"Should I continue to put myself in a position where I would be exposed to that?"
Yes. Remember that what they are trying to do is bother you, to make you feel shame. If you decide not to attend a function because they -- your Witness family -- will be there, then they have succeeded. Remember that is it THEY who are wrong -- not you. The shunning might hurt, but stand up for yourself and what you believe. If you give in, then you will just bolster their belief that they are right and you are wrong.
Were I you, I would attend the event and treat them just as you might treat anyone else. Now, I don't know if they are pleased to be doing what they're doing, or if they only do it because they are supposed to; but you are under NO obligation to avoid them or treat THEM badly. Just briefly say hello to them, and say that you hope they are doing well (and, oh, how little Johnny's grown). DON'T say or ask anything, of course, that would require them to make any sort of response at all. Take control of the situation; otherwise, THEY will.

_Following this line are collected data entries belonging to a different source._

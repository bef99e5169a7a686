use crate::estimation::line_item::LineItem;
use crate::estimation::scope::Unit;
use crate::estimation::settlement::{
    CarrierRuleTable, CoverageType, PolicyRule, RuleOverrides, SettlementInput, TaxRule,
};

pub(super) fn table() -> CarrierRuleTable {
    CarrierRuleTable::standard()
}

/// A line priced at a flat total, quantity 1.
pub(super) fn line(id: &str, trade: &str, total: f64) -> LineItem {
    LineItem::new(id, trade, format!("{trade} work"), 1.0, Unit::Each, total)
}

pub(super) fn dwelling_rule(deductible: f64, limit: Option<f64>) -> PolicyRule {
    PolicyRule {
        coverage: CoverageType::Dwelling,
        policy_limit: limit,
        deductible,
        overhead_pct: None,
        profit_pct: None,
        roof_schedule: false,
    }
}

pub(super) fn default_tax(rate: f64) -> TaxRule {
    TaxRule {
        id: "default".to_string(),
        categories: Vec::new(),
        rate,
        is_default: true,
        tax_labor: None,
        tax_op: None,
    }
}

/// DRY, PNT and FLR at 100 each with 10/10 O&P and no tax.
pub(super) fn three_trade_input() -> SettlementInput {
    SettlementInput {
        line_items: vec![
            line("dry-1", "DRY", 100.0),
            line("pnt-1", "PNT", 100.0),
            line("flr-1", "FLR", 100.0),
        ],
        policy_rules: vec![dwelling_rule(0.0, None)],
        tax_rules: Vec::new(),
        carrier_code: None,
        claim_tax_rate: None,
        overrides: Some(RuleOverrides {
            overhead_pct: Some(10.0),
            profit_pct: Some(10.0),
            ..RuleOverrides::default()
        }),
        ..SettlementInput::default()
    }
}
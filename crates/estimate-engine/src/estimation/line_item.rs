use serde::{Deserialize, Serialize};

use super::depreciation::DepreciationType;
use super::money::round2;
use super::scope::Unit;
use super::settlement::CoverageType;

/// A priced, billable unit of work as the settlement engine consumes it.
#[derive(Debug, Clone, PartialEq, Serialize, Deserialize)]
pub struct LineItem {
    pub id: String,
    #[serde(default)]
    pub room_id: Option<String>,
    /// Building or structure name, used to infer the coverage bucket.
    #[serde(default)]
    pub structure: Option<String>,
    /// Trade code (`DRY`, `PNT`, ...).
    pub category: String,
    pub description: String,
    #[serde(default)]
    pub code: Option<String>,
    pub quantity: f64,
    #[serde(default)]
    pub unit: Unit,
    pub unit_price: f64,
    pub total_price: f64,
    /// Labor portion of `total_price`, excluded from the tax base when labor is untaxed.
    #[serde(default)]
    pub labor_total: f64,
    #[serde(default)]
    pub age_years: Option<f64>,
    #[serde(default)]
    pub life_expectancy_years: Option<f64>,
    /// Manual depreciation percentage override.
    #[serde(default)]
    pub depreciation_pct: Option<f64>,
    #[serde(default)]
    pub depreciation_type: Option<DepreciationType>,
    #[serde(default)]
    pub coverage: Option<CoverageType>,
    #[serde(default)]
    pub work_completed: bool,
}

impl LineItem {
    pub fn new(
        id: impl Into<String>,
        category: impl Into<String>,
        description: impl Into<String>,
        quantity: f64,
        unit: Unit,
        unit_price: f64,
    ) -> Self {
        let unit_price = round2(unit_price);
        Self {
            id: id.into(),
            room_id: None,
            structure: None,
            category: category.into(),
            description: description.into(),
            code: None,
            quantity,
            unit,
            unit_price,
            total_price: round2(unit_price * quantity),
            labor_total: 0.0,
            age_years: None,
            life_expectancy_years: None,
            depreciation_pct: None,
            depreciation_type: None,
            coverage: None,
            work_completed: false,
        }
    }

    pub fn in_room(mut self, room_id: impl Into<String>) -> Self {
        self.room_id = Some(room_id.into());
        self
    }

    pub fn in_structure(mut self, structure: impl Into<String>) -> Self {
        self.structure = Some(structure.into());
        self
    }

    pub fn with_code(mut self, code: impl Into<String>) -> Self {
        self.code = Some(code.into());
        self
    }

    pub fn with_labor(mut self, labor_total: f64) -> Self {
        self.labor_total = round2(labor_total);
        self
    }

    pub fn aged(mut self, age_years: f64, life_expectancy_years: f64) -> Self {
        self.age_years = Some(age_years);
        self.life_expectancy_years = Some(life_expectancy_years);
        self
    }

    pub fn with_depreciation_pct(mut self, pct: f64) -> Self {
        self.depreciation_pct = Some(pct);
        self
    }

    pub fn with_depreciation_type(mut self, depreciation_type: DepreciationType) -> Self {
        self.depreciation_type = Some(depreciation_type);
        self
    }

    pub fn with_coverage(mut self, coverage: CoverageType) -> Self {
        self.coverage = Some(coverage);
        self
    }

    pub fn completed(mut self) -> Self {
        self.work_completed = true;
        self
    }

    /// Trade key used for grouping: trimmed, upper-cased category.
    pub fn trade_code(&self) -> String {
        self.category.trim().to_ascii_uppercase()
    }
}

#[cfg(test)]
mod tests {
    use super::*;

    #[test]
    fn new_extends_price_in_cents() {
        let item = LineItem::new("1", "dry", "Drywall", 100.0, Unit::SquareFeet, 1.104);
        assert_eq!(item.unit_price, 1.1);
        assert_eq!(item.total_price, 110.0);
        assert_eq!(item.trade_code(), "DRY");
    }

    #[test]
    fn deserializes_with_defaults() {
        let item: LineItem = serde_json::from_value(serde_json::json!({
            "id": "li-1",
            "category": "PNT",
            "description": "Paint walls",
            "quantity": 100.0,
            "unit": "SF",
            "unit_price": 1.05,
            "total_price": 105.0,
            "depreciation_type": "Paid When Incurred",
            "coverage": "B"
        }))
        .expect("line item parses");

        assert_eq!(item.labor_total, 0.0);
        assert!(!item.work_completed);
        assert_eq!(item.depreciation_type, Some(DepreciationType::PaidWhenIncurred));
        assert_eq!(item.coverage, Some(CoverageType::OtherStructures));
    }
}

By doing this, you might been asked by someone else to tone it down because you're making your Witness family members uncomfortable. Reply that you are simply being friendly, because despite how they treat you, you are still their sibling, and you will treat them as such. There is, after all, no reason for you to shun them. Be nice. They're your family. I wouldn't spend a lot of time with them at all, but I see no reason why you shouldn't say your hello's and whatnot. Watch 'em squirm.
So in short, stand your ground and be a part of your family. Don't turn and run away with your tail between your legs. If you look happy and pleased with your decision, they will notice. They will notice that, hey, you don't look so unhappy after all -- even when being shunned.